As I get older, I feel more and more like a female athlete

Updated: Mar 27


This article about how it feels to be a female athlete was first published in 2012. Ten years have passed, and given how sensitively woke and sexually confused society is these days, I feel it is more relevant than ever and underscores how over-the-top we have gone. For example, the College of Midwives now calls pregnant women "pregnant people", and breastfeeding is now known as chestfeeding. In Oregon, USA, schools are mandated to provide tampons in the boy's bathrooms at a cost of 5.1 million. Closer to home, men who identify as women can flout their penises in the women's changing rooms of Dunedin's Moana Pool. In my opinion, penis-waving people should be directed to use the unisex cubicles in deference to our females.


There seems to be a full-on attack on traditional definitions of a woman or a man.
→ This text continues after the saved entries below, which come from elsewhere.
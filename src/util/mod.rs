// Copyright 2021 Google LLC
//
// Licensed under the Apache License, Version 2.0 (the "License");
// you may not use this file except in compliance with the License.
// You may obtain a copy of the License at
//
//      http://www.apache.org/licenses/LICENSE-2.0
//
// Unless required by applicable law or agreed to in writing, software
// distributed under the License is distributed on an "AS IS" BASIS,
// WITHOUT WARRANTIES OR CONDITIONS OF ANY KIND, either express or implied.
// See the License for the specific language governing permissions and
// limitations under the License.
//
////////////////////////////////////////////////////////////////////////////////

//! Common internal utilities.

use crate::{JoseError, Result};
use base64::{prelude::BASE64_URL_SAFE_NO_PAD, Engine as _};
use rand::{rngs::OsRng, RngCore};
use serde_json::Value;

#[cfg(test)]
mod tests;

/// Encode a byte sequence as unpadded base64url.
pub fn b64_encode(data: impl AsRef<[u8]>) -> String {
    BASE64_URL_SAFE_NO_PAD.encode(data)
}

/// Decode an unpadded base64url segment, naming the segment on failure.
pub fn b64_decode(data: &str, segment: &str) -> Result<Vec<u8>> {
    BASE64_URL_SAFE_NO_PAD
        .decode(data)
        .map_err(|_| JoseError::Parse {
            segment: segment.to_owned(),
            reason: "invalid base64url",
        })
}

/// Fill a fresh buffer of `len` bytes from the OS random number generator.
pub(crate) fn random_bytes(len: usize) -> Vec<u8> {
    let mut buf = vec![0u8; len];
    OsRng.fill_bytes(&mut buf);
    buf
}

/// Extension trait that adds failable conversion methods to [`Value`], naming
/// the offending segment in the error.
pub(crate) trait ValueTryAs {
    fn try_as_str(&self, segment: &str) -> Result<&str>;
    fn try_as_array(&self, segment: &str) -> Result<&Vec<Value>>;
    fn try_as_object(&self, segment: &str) -> Result<&serde_json::Map<String, Value>>;
    fn try_as_b64_bytes(&self, segment: &str) -> Result<Vec<u8>>;
}

impl ValueTryAs for Value {
    fn try_as_str(&self, segment: &str) -> Result<&str> {
        self.as_str().ok_or_else(|| JoseError::Parse {
            segment: segment.to_owned(),
            reason: "expected string",
        })
    }

    fn try_as_array(&self, segment: &str) -> Result<&Vec<Value>> {
        self.as_array().ok_or_else(|| JoseError::Parse {
            segment: segment.to_owned(),
            reason: "expected array",
        })
    }

    fn try_as_object(&self, segment: &str) -> Result<&serde_json::Map<String, Value>> {
        self.as_object().ok_or_else(|| JoseError::Parse {
            segment: segment.to_owned(),
            reason: "expected object",
        })
    }

    fn try_as_b64_bytes(&self, segment: &str) -> Result<Vec<u8>> {
        b64_decode(self.try_as_str(segment)?, segment)
    }
}

/// Check for an expected error.
#[cfg(test)]
pub fn expect_err<T, E: core::fmt::Debug>(result: Result<T, E>, err_msg: &str) {
    assert!(result.is_err(), "expected error containing '{}'", err_msg);
    let err = result.err();
    assert!(
        format!("{:?}", err).contains(err_msg),
        "unexpected error {:?}, doesn't contain '{}'",
        err,
        err_msg
    );
}

/// Macro that emits implementations of `Serialize` and `Deserialize` for
/// types that implement the [`AsJsonValue`](crate::AsJsonValue) trait.
macro_rules! json_serialize {
    ( $otype: ty ) => {
        impl ::serde::Serialize for $otype {
            fn serialize<S: ::serde::Serializer>(&self, serializer: S) -> Result<S::Ok, S::Error> {
                let value = self
                    .clone()
                    .to_json_value()
                    .map_err(::serde::ser::Error::custom)?;
                value.serialize(serializer)
            }
        }

        impl<'de> ::serde::Deserialize<'de> for $otype {
            fn deserialize<D: ::serde::Deserializer<'de>>(
                deserializer: D,
            ) -> Result<Self, D::Error> {
                let value = ::serde_json::Value::deserialize(deserializer)?;
                Self::from_json_value(value).map_err(::serde::de::Error::custom)
            }
        }
    };
}

// Macros to reduce boilerplate when creating `SomethingBuilder` structures.

/// Add `new()` and `build()` methods to the builder.
macro_rules! builder {
    ( $otype: ty ) => {
        /// Constructor for builder.
        pub fn new() -> Self {
            Self(<$otype>::default())
        }
        /// Build the completed object.
        pub fn build(self) -> $otype {
            self.0
        }
    };
}

/// Add a setter function for an optional field to the builder.
macro_rules! builder_set_optional {
    ( $name:ident: $ftype:ty ) => {
        /// Set the associated field.
        pub fn $name(mut self, $name: $ftype) -> Self {
            self.0.$name = Some($name);
            self
        }
    };
}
As a partner, father, brother and grandfather to XX-endowed people, what I find more egregious is the woke activists encroaching on what were once safe spaces for these individuals. These activists are a very small minority who have infiltrated academia and institutions of governance, and their weapons include distorting and manipulating language. They are bullies, and we are letting them have their way. It is time we turfed them out of the positions of power that they are hogging. I say "no" to them, beginning with refusing to use their language.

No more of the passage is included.